Kohsel brought his own knowledge base to the table as he was finishing his management major. He made connections with a number of faculty members, including Dr. Matthew Ross, assistant professor of finance. The two met when Kohsel was forming his honors thesis, which he used as an opportunity to author the business plan for Next Generation. He went to Ross for feedback on the financial portion of the plan, and Ross found the plan so intriguing that he joined the thesis committee to provide further guidance.

“Ryan stands out in his ability to find resources and rapidly incorporate new information,” says Ross. “With a solid educational experience and support system, he and his father have Next Generation Services set up for growth. I am excited to follow their story as they work toward continued success.”

That educational background was critical for Kohsel feeling that he could take on the challenge of a startup.

“My education at WMU provided me with understanding in areas that were critical to my career as an aspiring entrepreneur,” says Kohsel. “I still have quite a bit to learn, but I have been able to master elements of my profession much faster with thorough understanding of a variety of business principles.”

To complement what he learned as a student, Kohsel’s experiences and relationship with his father are what really contributes to his current success. “Most employers will tell you that the single most important factor in hiring candidates is how well they fit in the organization. Although he was busy throughout my life, my father took time to be a dad. Experiences such as playing catch, taking vacations together or going to the ice rink all led to a healthy relationship with my family and a healthy working relationship. Without it, we would not be able to work together.”

While the two specialize in different areas, they share many roles. Kohsel handles the marketing side of the business, while his father is the primary point of contact for financing and banking relations–but he still brings his son along to meetings to learn the process. The pair shares the responsibilities of making sales calls, customer visits and performing the day-to-day work.

Though both Kohsels have been planning and dreaming for the day they would own a family business, there are also challenges. “When we come to a hurdle, we don’t lose our minds but understand that every problem has a solution.

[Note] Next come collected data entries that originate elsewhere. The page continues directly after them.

use indexmap::IndexMap;
use serde::{Deserialize, Serialize};

use crate::analysis::Tokenizer;

/// Per-document, per-field term counts.
///
/// Built by walking a tokenizer's output once. Keeps:
/// - the count of each term
/// - the total number of tokens emitted (duplicates count every time)
/// - the ordered token stream itself, which translation scoring walks
///
/// Built per (document, field) and never cached across documents.
///
/// # Examples
/// ```
/// use translation_reranker::DocumentStatistics;
/// let stats = DocumentStatistics::from_tokens(["a", "b", "a"]);
/// assert_eq!(stats.get_count("a"), 2);
/// assert_eq!(stats.total_tokens(), 3);
/// ```
#[derive(Serialize, Deserialize, Debug, Clone, Default, PartialEq)]
pub struct DocumentStatistics {
    #[serde(with = "indexmap::map::serde_seq")]
    counts: IndexMap<Box<str>, u64>,
    total_tokens: u64,
    tokens: Vec<Box<str>>,
}

impl DocumentStatistics {
    pub fn new() -> Self {
        Self::default()
    }

    /// Count an already tokenized stream.
    pub fn from_tokens<I, S>(tokens: I) -> Self
    where
        I: IntoIterator<Item = S>,
        S: AsRef<str>,
    {
        let mut stats = Self::new();
        for token in tokens {
            stats.add_token(token.as_ref());
        }
        stats
    }

    /// Tokenize `text` and count it.
    pub fn from_text<T>(text: &str, tokenizer: &T) -> Self
    where
        T: Tokenizer + ?Sized,
    {
        Self::from_tokens(tokenizer.tokenize(text))
    }

    #[inline]
    fn add_token(&mut self, token: &str) {
        match self.counts.get_mut(token) {
            Some(count) => *count += 1,
            None => {
                self.counts.insert(token.into(), 1);
            }
        }
        self.tokens.push(token.into());
        self.total_tokens += 1;
    }

    /// Occurrences of `word`, 0 when unseen
    #[inline]
    pub fn get_count(&self, word: &str) -> u64 {
        self.counts.get(word).copied().unwrap_or(0)
    }

    /// Number of tokens emitted, not number of distinct terms
    #[inline]
    pub fn total_tokens(&self) -> u64 {
        self.total_tokens
    }

    /// p(word | document) = count / total, 0.0 for an empty document
    #[inline]
    pub fn density(&self, word: &str) -> f64 {
        if self.total_tokens == 0 {
            return 0.0;
        }
        self.get_count(word) as f64 / self.total_tokens as f64
    }

    /// Token stream in document order
    #[inline]
    pub fn tokens(&self) -> impl Iterator<Item = &str> {
        self.tokens.iter().map(|t| t.as_ref())
    }

    /// Number of distinct terms
    #[inline]
    pub fn term_num(&self) -> usize {
        self.counts.len()
    }

    pub fn is_empty(&self) -> bool {
        self.total_tokens == 0
    }

    pub fn iter(&self) -> impl Iterator<Item = (&str, u64)> {
        self.counts.iter().map(|(k, &v)| (k.as_ref(), v))
    }
}

#[cfg(test)]
mod tests {
    use super::*;
    use crate::analysis::StandardTokenizer;

    #[test]
    fn counts_duplicates_per_occurrence() {
        let stats = DocumentStatistics::from_tokens(["a", "b", "a"]);
        assert_eq!(stats.get_count("a"), 2);
        assert_eq!(stats.get_count("b"), 1);
        assert_eq!(stats.get_count("zzz"), 0);
        assert_eq!(stats.total_tokens(), 3);
        assert_eq!(stats.term_num(), 2);
        assert_eq!(stats.tokens().collect::<Vec<_>>(), vec!["a", "b", "a"]);
    }

    #[test]
    fn total_equals_stream_length() {
        let stats = DocumentStatistics::from_tokens(["x", "x", "x", "y"]);
        let sum: u64 = stats.iter().map(|(_, c)| c).sum();
        assert_eq!(sum, stats.total_tokens());
        assert!((stats.density("x") - 0.75).abs() < 1e-12);
    }

    #[test]
    fn empty_document_has_zero_density() {
        let stats = DocumentStatistics::from_text("  ...  ", &StandardTokenizer::new());
        assert!(stats.is_empty());
        assert_eq!(stats.density("a"), 0.0);
    }

    #[test]
    fn from_text_uses_tokenizer() {
        let stats = DocumentStatistics::from_text("Dog bites dog.", &StandardTokenizer::new());
        assert_eq!(stats.get_count("dog"), 2);
        assert_eq!(stats.total_tokens(), 3);
    }
}
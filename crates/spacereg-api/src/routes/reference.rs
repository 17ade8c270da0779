//! # Reference Data Listings
//!
//! Lets callers discover which jurisdiction codes and guideline ids the
//! loaded corpus carries before building an assessment request, and look
//! up a single record. Jurisdiction requirement text follows the same
//! redaction setting as assessment results.

use axum::extract::{Path, State};
use axum::routing::get;
use axum::{Json, Router};
use serde::{Deserialize, Serialize};
use utoipa::ToSchema;

use spacereg_core::{Effort, GuidelineId, JurisdictionCode, RequirementCategory};
use spacereg_engine::assessment::RequirementSummary;
use spacereg_pack::{GuidelineDefinition, JurisdictionLaw};

use crate::error::AppError;
use crate::state::AppState;

/// A jurisdiction available for assessment.
#[derive(Debug, Serialize, Deserialize, ToSchema)]
#[serde(rename_all = "camelCase")]
pub struct JurisdictionSummary {
    /// ISO 3166-1 alpha-2 code.
    pub code: String,
    pub name: String,
    /// Title of the governing act.
    pub legislation: String,
    /// `enacted`, `draft`, `pending` or `none`.
    pub legislation_status: String,
    /// Licensing authority.
    pub authority: String,
}

impl From<&JurisdictionLaw> for JurisdictionSummary {
    fn from(law: &JurisdictionLaw) -> Self {
        Self {
            code: law.code.to_string(),
            name: law.name.clone(),
            legislation: law.legislation.name.clone(),
            legislation_status: law.legislation.status.to_string(),
            authority: law.authority.name.clone(),
        }
    }
}

/// One jurisdiction with its requirements.
#[derive(Debug, Serialize)]
#[serde(rename_all = "camelCase")]
pub struct JurisdictionDetail {
    #[serde(flatten)]
    pub summary: JurisdictionSummary,
    /// Name in the official language.
    pub local_name: String,
    /// Every requirement, unfiltered.
    pub requirements: Vec<RequirementSummary>,
}

/// A guideline available for assessment.
#[derive(Debug, Serialize, Deserialize, ToSchema)]
#[serde(rename_all = "camelCase")]
pub struct GuidelineSummary {
    pub id: String,
    pub source: String,
    pub title: String,
    /// `mandatory`, `recommended` or `optional`.
    pub tier: String,
    pub severity: String,
}

impl From<&GuidelineDefinition> for GuidelineSummary {
    fn from(g: &GuidelineDefinition) -> Self {
        Self {
            id: g.id.to_string(),
            source: g.source.to_string(),
            title: g.title.clone(),
            tier: g.tier.to_string(),
            severity: g.severity.to_string(),
        }
    }
}

/// One guideline with its guidance and dependencies.
#[derive(Debug, Serialize)]
#[serde(rename_all = "camelCase")]
pub struct GuidelineDetail {
    #[serde(flatten)]
    pub summary: GuidelineSummary,
    pub category: RequirementCategory,
    /// What the item requires.
    pub description: String,
    /// How to close a gap on this item.
    pub guidance: String,
    pub estimated_effort: Effort,
    /// Items that must be addressed first.
    pub depends_on: Vec<GuidelineId>,
    #[serde(skip_serializing_if = "Option::is_none")]
    pub article_ref: Option<String>,
}

impl From<&GuidelineDefinition> for GuidelineDetail {
    fn from(g: &GuidelineDefinition) -> Self {
        Self {
            summary: GuidelineSummary::from(g),
            category: g.category,
            description: g.description.clone(),
            guidance: g.guidance.clone(),
            estimated_effort: g.effort,
            depends_on: g.depends_on.clone(),
            article_ref: g.article_ref.clone(),
        }
    }
}

/// Build the reference data router.
pub fn router() -> Router<AppState> {
    Router::new()
        .route("/v1/jurisdictions", get(list_jurisdictions))
        .route("/v1/jurisdictions/{code}", get(get_jurisdiction))
        .route("/v1/guidelines", get(list_guidelines))
        .route("/v1/guidelines/{id}", get(get_guideline))
}

/// GET /v1/jurisdictions: list jurisdictions, ordered by code.
#[utoipa::path(
    get,
    path = "/v1/jurisdictions",
    responses(
        (status = 200, description = "Available jurisdictions", body = Vec<JurisdictionSummary>),
    ),
    tag = "reference"
)]
pub(crate) async fn list_jurisdictions(State(state): State<AppState>) -> Json<Vec<JurisdictionSummary>> {
    Json(state.data.jurisdictions().map(JurisdictionSummary::from).collect())
}

/// GET /v1/jurisdictions/{code}: one jurisdiction and its requirements.
#[utoipa::path(
    get,
    path = "/v1/jurisdictions/{code}",
    params(("code" = String, Path, description = "ISO 3166-1 alpha-2 code, case-insensitive")),
    responses(
        (status = 200, description = "Jurisdiction record", body = serde_json::Value),
        (status = 404, description = "No such jurisdiction", body = crate::error::ErrorBody),
        (status = 422, description = "Malformed code", body = crate::error::ErrorBody),
    ),
    tag = "reference"
)]
pub(crate) async fn get_jurisdiction(
    State(state): State<AppState>,
    Path(code): Path<String>,
) -> Result<Json<JurisdictionDetail>, AppError> {
    let code = JurisdictionCode::new(code)?;
    let law = state
        .data
        .jurisdiction(code.as_str())
        .ok_or_else(|| AppError::UnknownJurisdiction(code.to_string()))?;

    let redact = state.config.redact_requirement_text;
    let requirements = law
        .requirements
        .iter()
        .map(|r| RequirementSummary {
            description: if redact { None } else { Some(r.description.clone()) },
            ..RequirementSummary::from(r)
        })
        .collect();

    Ok(Json(JurisdictionDetail {
        summary: JurisdictionSummary::from(law),
        local_name: law.local_name.clone(),
        requirements,
    }))
}

/// GET /v1/guidelines: list guidelines, ordered by id.
#[utoipa::path(
    get,
    path = "/v1/guidelines",
    responses(
        (status = 200, description = "Available guidelines", body = Vec<GuidelineSummary>),
    ),
    tag = "reference"
)]
pub(crate) async fn list_guidelines(State(state): State<AppState>) -> Json<Vec<GuidelineSummary>> {
    Json(state.data.guidelines().map(GuidelineSummary::from).collect())
}

/// GET /v1/guidelines/{id}: one guideline with its guidance.
#[utoipa::path(
    get,
    path = "/v1/guidelines/{id}",
    params(("id" = String, Path, description = "Guideline id, e.g. iadc-5.1")),
    responses(
        (status = 200, description = "Guideline record", body = serde_json::Value),
        (status = 404, description = "No such guideline", body = crate::error::ErrorBody),
    ),
    tag = "reference"
)]
pub(crate) async fn get_guideline(
    State(state): State<AppState>,
    Path(id): Path<String>,
) -> Result<Json<GuidelineDetail>, AppError> {
    let id = GuidelineId::new(id)?;
    state
        .data
        .guideline(id.as_str())
        .map(|g| Json(GuidelineDetail::from(g)))
        .ok_or_else(|| AppError::UnknownGuideline(id.to_string()))
}
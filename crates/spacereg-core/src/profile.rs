//! # Operator and Mission Profile Taxonomies
//!
//! The closed vocabularies a questionnaire answer set is expressed in:
//! what the operator does, how large it is, where it flies, and how far it
//! is through licensing. Also [`NationalityScope`], which applicability
//! rules use to target domestic, foreign, EU or non-EU operators.

use serde::{Deserialize, Serialize};

use crate::jurisdiction::JurisdictionCode;

/// The space activity an operator declares.
#[derive(Debug, Clone, Copy, PartialEq, Eq, PartialOrd, Ord, Hash, Serialize, Deserialize)]
#[serde(rename_all = "snake_case")]
pub enum ActivityType {
    /// Operating one or more spacecraft in orbit.
    SpacecraftOperation,
    /// Launching a vehicle into space.
    LaunchOperation,
    /// Operating a launch site or spaceport.
    LaunchSiteOperation,
    /// Servicing, refuelling or removing other objects in orbit.
    InOrbitServices,
    /// Earth observation and remote sensing.
    EarthObservation,
    /// Exploration and utilization of space resources.
    SpaceResources,
}

impl_string_enum!(ActivityType {
    SpacecraftOperation => "spacecraft_operation",
    LaunchOperation => "launch_operation",
    LaunchSiteOperation => "launch_site_operation",
    InOrbitServices => "in_orbit_services",
    EarthObservation => "earth_observation",
    SpaceResources => "space_resources",
});

impl ActivityType {
    /// Lower-case human-readable label, e.g. "launch site operation".
    pub fn label(self) -> &'static str {
        match self {
            Self::SpacecraftOperation => "spacecraft operation",
            Self::LaunchOperation => "launch operation",
            Self::LaunchSiteOperation => "launch site operation",
            Self::InOrbitServices => "in-orbit services",
            Self::EarthObservation => "Earth observation",
            Self::SpaceResources => "space resources",
        }
    }
}

/// Size class of the operating entity.
#[derive(Debug, Clone, Copy, PartialEq, Eq, Hash, Serialize, Deserialize)]
#[serde(rename_all = "snake_case")]
pub enum EntitySize {
    /// Small enterprise, research institution or start-up.
    Small,
    /// Medium enterprise.
    Medium,
    /// Large enterprise.
    Large,
}

impl_string_enum!(EntitySize {
    Small => "small",
    Medium => "medium",
    Large => "large",
});

/// Orbit regime of the mission.
#[derive(Debug, Clone, Copy, PartialEq, Eq, Hash, Serialize, Deserialize)]
#[serde(rename_all = "snake_case")]
pub enum OrbitRegime {
    /// Low Earth orbit (below 2,000 km).
    Leo,
    /// Medium Earth orbit.
    Meo,
    /// Geostationary orbit.
    Geo,
    /// Highly elliptical orbit.
    Heo,
    /// Cislunar space and beyond.
    BeyondGeo,
}

impl_string_enum!(OrbitRegime {
    Leo => "leo",
    Meo => "meo",
    Geo => "geo",
    Heo => "heo",
    BeyondGeo => "beyond_geo",
});

impl OrbitRegime {
    /// Upper-case abbreviation used in reports.
    pub fn label(self) -> &'static str {
        match self {
            Self::Leo => "LEO",
            Self::Meo => "MEO",
            Self::Geo => "GEO",
            Self::Heo => "HEO",
            Self::BeyondGeo => "beyond GEO",
        }
    }
}

/// Where the operator stands in the licensing process.
#[derive(Debug, Clone, Copy, PartialEq, Eq, Hash, Serialize, Deserialize)]
#[serde(rename_all = "snake_case")]
pub enum LicensingStatus {
    /// Preparing a first application.
    NewApplication,
    /// Holds a licence in at least one jurisdiction.
    ExistingLicense,
    /// Renewing or amending an existing licence.
    Renewal,
    /// Evaluating jurisdictions, no application planned yet.
    Exploring,
}

impl_string_enum!(LicensingStatus {
    NewApplication => "new_application",
    ExistingLicense => "existing_license",
    Renewal => "renewal",
    Exploring => "exploring",
});

/// Nationality scope of an applicability rule, relative to the jurisdiction
/// that declares the rule.
#[derive(Debug, Clone, Copy, PartialEq, Eq, Hash, Serialize, Deserialize)]
#[serde(rename_all = "snake_case")]
pub enum NationalityScope {
    /// The entity is established in the jurisdiction itself.
    Domestic,
    /// The entity is established anywhere else.
    Foreign,
    /// The entity is established in an EU member state.
    Eu,
    /// The entity is established outside the EU.
    NonEu,
}

impl_string_enum!(NationalityScope {
    Domestic => "domestic",
    Foreign => "foreign",
    Eu => "eu",
    NonEu => "non_eu",
});

impl NationalityScope {
    /// Whether an entity of `nationality` falls inside this scope for a rule
    /// declared by `jurisdiction`.
    pub fn matches(self, jurisdiction: &JurisdictionCode, nationality: &JurisdictionCode) -> bool {
        match self {
            Self::Domestic => jurisdiction == nationality,
            Self::Foreign => jurisdiction != nationality,
            Self::Eu => nationality.is_eu_member(),
            Self::NonEu => !nationality.is_eu_member(),
        }
    }
}

#[cfg(test)]
mod tests {
    use super::*;

    fn code(s: &str) -> JurisdictionCode {
        JurisdictionCode::new(s).unwrap()
    }

    #[test]
    fn activity_type_parses_wire_names() {
        assert_eq!(
            "space_resources".parse::<ActivityType>().unwrap(),
            ActivityType::SpaceResources
        );
        assert!("mining".parse::<ActivityType>().is_err());
    }

    #[test]
    fn nationality_scope_domestic_and_foreign() {
        let fr = code("FR");
        assert!(NationalityScope::Domestic.matches(&fr, &code("FR")));
        assert!(!NationalityScope::Domestic.matches(&fr, &code("DE")));
        assert!(NationalityScope::Foreign.matches(&fr, &code("US")));
    }

    #[test]
    fn nationality_scope_eu_membership() {
        let lu = code("LU");
        assert!(NationalityScope::Eu.matches(&lu, &code("IT")));
        assert!(NationalityScope::NonEu.matches(&lu, &code("GB")));
        assert!(!NationalityScope::NonEu.matches(&lu, &code("AT")));
    }
}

By working out problems, we can continue on and are better prepared for the next one,” says Kohsel.

When asked about his hopes for the future of Next Generation Services, Kohsel says he wants to grow the business to more than just him and his father, and he wants to grow his knowledge and abilities with it. “I look forward to the day when I am capable of running the business successfully with what I have learned from my father along the way.”

One of Kohsel’s greatest hopes for the business is for it to be a blessing to his community—a place where people seek out employment and enjoy going to work. “Creating a business is about more than just that industry, it’s about the overall impact.”